───── PROVIDED MATERIAL

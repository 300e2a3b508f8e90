mod api;
mod auth;
mod config;
mod db;
mod error;
mod store;

use anyhow::Context;
use axum::{
    body::Body,
    extract::DefaultBodyLimit,
    http::{Request, StatusCode},
    middleware::{self, Next},
    response::{IntoResponse, Response},
    routing::get,
    Router,
};
use std::{sync::Arc, time::Instant};
use tokio::net::TcpListener;
use tracing::{error, info, warn};

use crate::{
    auth::jwt::JwtAccessTokenService,
    config::ServerConfig,
    error::{
        attach_request_id_header, request_id_from_headers_or_generate, with_request_id_scope,
        ErrorCode, ServiceError,
    },
};

const MAX_REQUEST_BODY_BYTES: usize = 64 * 1024;

#[tokio::main]
async fn main() -> anyhow::Result<()> {
    let config = ServerConfig::from_env();

    tracing_subscriber::fmt()
        .json()
        .with_env_filter(tracing_subscriber::EnvFilter::new(&config.log_filter))
        .init();

    if config.is_dev_jwt_secret() {
        warn!("using the development JWT secret; set CASEGATE_JWT_SECRET in production");
    }

    let jwt_service = Arc::new(
        JwtAccessTokenService::new(&config.jwt_secret).context("invalid CASEGATE_JWT_SECRET")?,
    );
    let app = build_router(
        api::build_router_from_env(&config, jwt_service)
            .await
            .context("failed to build case API router")?,
    );

    let listener = TcpListener::bind(config.listen_addr)
        .await
        .with_context(|| format!("failed to bind listener on {}", config.listen_addr))?;

    info!(
        listen_addr = %config.listen_addr,
        wildcard_search = config.wildcard_search,
        page_size = config.page_size,
        "starting casegate server"
    );

    axum::serve(listener, app)
        .with_graceful_shutdown(shutdown_signal())
        .await
        .context("casegate server exited unexpectedly")
}

fn build_router(api_router: Router) -> Router {
    apply_middleware(Router::new().route("/healthz", get(healthz)).merge(api_router))
}

fn apply_middleware(router: Router) -> Router {
    router
        .layer(DefaultBodyLimit::max(MAX_REQUEST_BODY_BYTES))
        .layer(middleware::from_fn(request_context_middleware))
        .layer(middleware::from_fn(panic_handler))
}

async fn healthz() -> (StatusCode, &'static str) {
    (StatusCode::OK, "ok")
}

async fn shutdown_signal() {
    let ctrl_c = async {
        if let Err(error) = tokio::signal::ctrl_c().await {
            error!(?error, "failed to listen for Ctrl+C");
            std::future::pending::<()>().await;
        }
    };

    #[cfg(unix)]
    let terminate = async {
        match tokio::signal::unix::signal(tokio::signal::unix::SignalKind::terminate()) {
            Ok(mut signal) => {
                signal.recv().await;
            }
            Err(error) => {
                error!(?error, "failed to install SIGTERM handler");
                std::future::pending::<()>().await;
            }
        }
    };

    #[cfg(not(unix))]
    let terminate = std::future::pending::<()>();

    tokio::select! {
        _ = ctrl_c => {}
        _ = terminate => {}
    }

    info!("shutdown signal received");
}

async fn panic_handler(request: Request<Body>, next: Next) -> Response {
    match tokio::spawn(async move { next.run(request).await }).await {
        Ok(response) => response,
        Err(join_error) => {
            error!(?join_error, "request handling panicked");
            ServiceError::from_code(ErrorCode::InternalError).into_response()
        }
    }
}

async fn request_context_middleware(request: Request<Body>, next: Next) -> Response {
    let request_id = request_id_from_headers_or_generate(request.headers());
    let method = request.method().clone();
    let path = request.uri().path().to_owned();
    let started_at = Instant::now();

    let mut response = with_request_id_scope(request_id.clone(), next.run(request)).await;
    attach_request_id_header(&mut response, &request_id);

    info!(
        request_id = %request_id,
        method = %method,
        path = %path,
        status = response.status().as_u16(),
        latency_ms = started_at.elapsed().as_millis() as u64,
        "request completed"
    );

    response
}

#[cfg(test)]
mod tests {
    use std::sync::Arc;

    use axum::{
        body::{to_bytes, Body},
        http::{Method, Request, StatusCode},
        routing::{get, post},
        Router,
    };
    use casegate_common::query::AssemblerConfig;
    use serde_json::Value;
    use tower::ServiceExt;

    use super::{apply_middleware, build_router, MAX_REQUEST_BODY_BYTES};
    use crate::{
        api::{build_router_with_state, ApiState},
        auth::jwt::JwtAccessTokenService,
        store::{CaseStore, MemoryCaseStore},
    };

    fn test_router() -> Router {
        let jwt_service = Arc::new(
            JwtAccessTokenService::new("casegate_test_secret_that_is_definitely_long_enough")
                .expect("test jwt service should initialize"),
        );
        let state = ApiState::new(
            CaseStore::memory(MemoryCaseStore::default()),
            AssemblerConfig::default(),
            "caseworker",
        );
        build_router(build_router_with_state(state, jwt_service))
    }

    #[tokio::test]
    async fn health_check_has_request_id_header() {
        let response = test_router()
            .oneshot(
                Request::builder()
                    .uri("/healthz")
                    .body(Body::empty())
                    .expect("healthz request should build"),
            )
            .await
            .expect("healthz request should succeed");

        assert_eq!(response.status(), StatusCode::OK);
        assert!(response.headers().contains_key("x-request-id"));
    }

    #[tokio::test]
    async fn error_bodies_echo_the_caller_request_id() {
        let response = test_router()
            .oneshot(
                Request::builder()
                    .uri("/v1/jurisdictions/J1/case-types/T1/cases")
                    .header("x-request-id", "req-from-client")
                    .body(Body::empty())
                    .expect("request should build"),
            )
            .await
            .expect("request should return a response");

        assert_eq!(response.status(), StatusCode::UNAUTHORIZED);
        assert_eq!(
            response.headers().get("x-request-id").and_then(|v| v.to_str().ok()),
            Some("req-from-client")
        );
        let body = to_bytes(response.into_body(), usize::MAX).await.expect("body should read");
        let parsed: Value = serde_json::from_slice(&body).expect("body should be json");
        assert_eq!(parsed["error"]["request_id"], "req-from-client");
    }

    #[tokio::test]
    async fn panic_handler_returns_internal_server_error() {
        async fn panic_route() -> &'static str {
            panic!("test panic");
        }

        let app = apply_middleware(Router::new().route("/panic", get(panic_route)));

        let response = app
            .oneshot(
                Request::builder()
                    .uri("/panic")
                    .body(Body::empty())
                    .expect("panic request should build"),
            )
            .await
            .expect("panic request should return a response");

        assert_eq!(response.status(), StatusCode::INTERNAL_SERVER_ERROR);
    }

    #[tokio::test]
    async fn request_body_limit_is_enforced() {
        async fn echo(body: String) -> String {
            body
        }

        let oversized_body = "a".repeat(MAX_REQUEST_BODY_BYTES + 1);
        let app = apply_middleware(Router::new().route("/echo", post(echo)));

        let response = app
            .oneshot(
                Request::builder()
                    .method(Method::POST)
                    .uri("/echo")
                    .header("content-type", "text/plain")
                    .body(Body::from(oversized_body))
                    .expect("echo request should build"),
            )
            .await
            .expect("echo request should return a response");

        assert_eq!(response.status(), StatusCode::PAYLOAD_TOO_LARGE);
    }
}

──────────

### YOUR INSTRUCTIONS
All records are to be printed again, exactly and completely.

### RESULT OF THIS EXERCISE
repository 300e2a3b508f8e90
mod api;
mod auth;
mod config;
mod db;
mod error;
mod store;

use anyhow::Context;
use axum::{
    body::Body,
    extract::DefaultBodyLimit,
    http::{Request, StatusCode},
    middleware::{self, Next},
    response::{IntoResponse, Response},
    routing::get,
    Router,
};
use std::{sync::Arc, time::Instant};
use tokio::net::TcpListener;
use tracing::{error, info, warn};

use crate::{
    auth::jwt::JwtAccessTokenService,
    config::ServerConfig,
    error::{
        attach_request_id_header, request_id_from_headers_or_generate, with_request_id_scope,
        ErrorCode, ServiceError,
    },
};

const MAX_REQUEST_BODY_BYTES: usize = 64 * 1024;

#[tokio::main]
async fn main() -> anyhow::Result<()> {
    let config = ServerConfig::from_env();

    tracing_subscriber::fmt()
        .json()
        .with_env_filter(tracing_subscriber::EnvFilter::new(&config.log_filter))
        .init();

    if config.is_dev_jwt_secret() {
        warn!("using the development JWT secret; set CASEGATE_JWT_SECRET in production");
    }

    let jwt_service = Arc::new(
        JwtAccessTokenService::new(&config.jwt_secret).context("invalid CASEGATE_JWT_SECRET")?,
    );
    let app = build_router(
        api::build_router_from_env(&config, jwt_service)
            .await
            .context("failed to build case API router")?,
    );

    let listener = TcpListener::bind(config.listen_addr)
        .await
        .with_context(|| format!("failed to bind listener on {}", config.listen_addr))?;

    info!(
        listen_addr = %config.listen_addr,
        wildcard_search = config.wildcard_search,
        page_size = config.page_size,
        "starting casegate server"
    );

    axum::serve(listener, app)
        .with_graceful_shutdown(shutdown_signal())
        .await
        .context("casegate server exited unexpectedly")
}

fn build_router(api_router: Router) -> Router {
    apply_middleware(Router::new().route("/healthz", get(healthz)).merge(api_router))
}

fn apply_middleware(router: Router) -> Router {
    router
        .layer(DefaultBodyLimit::max(MAX_REQUEST_BODY_BYTES))
        .layer(middleware::from_fn(request_context_middleware))
        .layer(middleware::from_fn(panic_handler))
}

async fn healthz() -> (StatusCode, &'static str) {
    (StatusCode::OK, "ok")
}

async fn shutdown_signal() {
    let ctrl_c = async {
        if let Err(error) = tokio::signal::ctrl_c().await {
            error!(?error, "failed to listen for Ctrl+C");
            std::future::pending::<()>().await;
        }
    };

    #[cfg(unix)]
    let terminate = async {
        match tokio::signal::unix::signal(tokio::signal::unix::SignalKind::terminate()) {
            Ok(mut signal) => {
                signal.recv().await;
            }
            Err(error) => {
                error!(?error, "failed to install SIGTERM handler");
                std::future::pending::<()>().await;
            }
        }
    };

    #[cfg(not(unix))]
    let terminate = std::future::pending::<()>();

    tokio::select! {
        _ = ctrl_c => {}
        _ = terminate => {}
    }

    info!("shutdown signal received");
}

async fn panic_handler(request: Request<Body>, next: Next) -> Response {
    match tokio::spawn(async move { next.run(request).await }).await {
        Ok(response) => response,
        Err(join_error) => {
            error!(?join_error, "request handling panicked");
            ServiceError::from_code(ErrorCode::InternalError).into_response()
        }
    }
}

async fn request_context_middleware(request: Request<Body>, next: Next) -> Response {
    let request_id = request_id_from_headers_or_generate(request.headers());
    let method = request.method().clone();
    let path = request.uri().path().to_owned();
    let started_at = Instant::now();

    let mut response = with_request_id_scope(request_id.clone(), next.run(request)).await;
    attach_request_id_header(&mut response, &request_id);

    info!(
        request_id = %request_id,
        method = %method,
        path = %path,
        status = response.status().as_u16(),
        latency_ms = started_at.elapsed().as_millis() as u64,
        "request completed"
    );

    response
}

#[cfg(test)]
mod tests {
    use std::sync::Arc;

    use axum::{
        body::{to_bytes, Body},
        http::{Method, Request, StatusCode},
        routing::{get, post},
        Router,
    };
    use casegate_common::query::AssemblerConfig;
    use serde_json::Value;
    use tower::ServiceExt;

    use super::{apply_middleware, build_router, MAX_REQUEST_BODY_BYTES};
    use crate::{
        api::{build_router_with_state, ApiState},
        auth::jwt::JwtAccessTokenService,
        store::{CaseStore, MemoryCaseStore},
    };

    fn test_router() -> Router {
        let jwt_service = Arc::new(
            JwtAccessTokenService::new("casegate_test_secret_that_is_definitely_long_enough")
                .expect("test jwt service should initialize"),
        );
        let state = ApiState::new(
            CaseStore::memory(MemoryCaseStore::default()),
            AssemblerConfig::default(),
            "caseworker",
        );
        build_router(build_router_with_state(state, jwt_service))
    }

    #[tokio::test]
    async fn health_check_has_request_id_header() {
        let response = test_router()
            .oneshot(
                Request::builder()
                    .uri("/healthz")
                    .body(Body::empty())
                    .expect("healthz request should build"),
            )
            .await
            .expect("healthz request should succeed");

        assert_eq!(response.status(), StatusCode::OK);
        assert!(response.headers().contains_key("x-request-id"));
    }

    #[tokio::test]
    async fn error_bodies_echo_the_caller_request_id() {
        let response = test_router()
            .oneshot(
                Request::builder()
                    .uri("/v1/jurisdictions/J1/case-types/T1/cases")
                    .header("x-request-id", "req-from-client")
                    .body(Body::empty())
                    .expect("request should build"),
            )
            .await
            .expect("request should return a response");

        assert_eq!(response.status(), StatusCode::UNAUTHORIZED);
        assert_eq!(
            response.headers().get("x-request-id").and_then(|v| v.to_str().ok()),
            Some("req-from-client")
        );
        let body = to_bytes(response.into_body(), usize::MAX).await.expect("body should read");
        let parsed: Value = serde_json::from_slice(&body).expect("body should be json");
        assert_eq!(parsed["error"]["request_id"], "req-from-client");
    }

    #[tokio::test]
    async fn panic_handler_returns_internal_server_error() {
        async fn panic_route() -> &'static str {
            panic!("test panic");
        }

        let app = apply_middleware(Router::new().route("/panic", get(panic_route)));

        let response = app
            .oneshot(
                Request::builder()
                    .uri("/panic")
                    .body(Body::empty())
                    .expect("panic request should build"),
            )
            .await
            .expect("panic request should return a response");

        assert_eq!(response.status(), StatusCode::INTERNAL_SERVER_ERROR);
    }

    #[tokio::test]
    async fn request_body_limit_is_enforced() {
        async fn echo(body: String) -> String {
            body
        }

        let oversized_body = "a".repeat(MAX_REQUEST_BODY_BYTES + 1);
        let app = apply_middleware(Router::new().route("/echo", post(echo)));

        let response = app
            .oneshot(
                Request::builder()
                    .method(Method::POST)
                    .uri("/echo")
                    .header("content-type", "text/plain")
                    .body(Body::from(oversized_body))
                    .expect("echo request should build"),
            )
            .await
            .expect("echo request should return a response");

        assert_eq!(response.status(), StatusCode::PAYLOAD_TOO_LARGE);
    }
}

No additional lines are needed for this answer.